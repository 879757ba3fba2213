//! Message types for actor communication.
//!
//! Every actor consumes exactly one of these enums from its inbox and
//! matches it exhaustively.

use crossbeam_channel::Sender;

use crate::core::RomKind;
use crate::keyboard::LogicalKey;
use crate::video::Surface;

/// Commands queued on the keyboard actor.
#[derive(Debug)]
pub enum KeyboardCommand {
    /// Tap a key: down, hold one frame, up, hold ten frames, then report.
    KeyPress {
        /// Key to tap.
        key: LogicalKey,
        /// Completion, carrying the key that finished.
        done: Sender<LogicalKey>,
    },
    /// Type the tape-loading invocation for the given ROM.
    SendLoad(RomKind),
}

/// Commands handled inside the renderer's loop.
#[derive(Debug)]
pub enum RendererCommand {
    /// Install a new emulated-display surface, freeing the old one.
    SwapDisplay {
        /// The new surface.
        surface: Surface,
        /// Acknowledgment.
        done: Sender<()>,
    },
    /// Install a new output surface, freeing the old one.
    SwapOutput {
        /// The new surface.
        surface: Surface,
        /// Acknowledgment.
        done: Sender<()>,
    },
}

/// Pressed or released.
#[derive(Debug, Clone, Copy, PartialEq, Eq, Hash)]
pub enum KeyState {
    /// Key went down.
    Down,
    /// Key came up.
    Up,
}

/// Raw events from the host input devices.
#[derive(Debug, Clone, PartialEq, Eq)]
pub enum DeviceEvent {
    /// The window was closed or the process was told to quit.
    Quit,
    /// A host key changed state.
    Key {
        /// Device key name (e.g. `"a"`, `"return"`, `"left shift"`, `"[4]"`).
        name: String,
        /// New state.
        state: KeyState,
    },
    /// A joystick axis moved.
    JoyAxis {
        /// Axis index (0 horizontal, 1 vertical).
        axis: u8,
        /// Position; only the sign matters.
        value: i16,
    },
    /// A joystick button changed state.
    JoyButton {
        /// Button index.
        button: u8,
        /// Whether it is now held.
        pressed: bool,
    },
}

impl DeviceEvent {
    /// Convenience constructor for a key event.
    pub fn key(name: impl Into<String>, state: KeyState) -> Self {
        Self::Key {
            name: name.into(),
            state,
        }
    }
}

^^^^^^^^

PROBLEM DESCRIPTION: Could you restate word for word the lines above, from the one that contains "output surface, freeing the old one." through the one that contains "told to quit.", and no others?

TASK RESPONSE:
    /// Install a new output surface, freeing the old one.
    SwapOutput {
        /// The new surface.
        surface: Surface,
        /// Acknowledgment.
        done: Sender<()>,
    },
}

/// Pressed or released.
#[derive(Debug, Clone, Copy, PartialEq, Eq, Hash)]
pub enum KeyState {
    /// Key went down.
    Down,
    /// Key came up.
    Up,
}

/// Raw events from the host input devices.
#[derive(Debug, Clone, PartialEq, Eq)]
pub enum DeviceEvent {
    /// The window was closed or the process was told to quit.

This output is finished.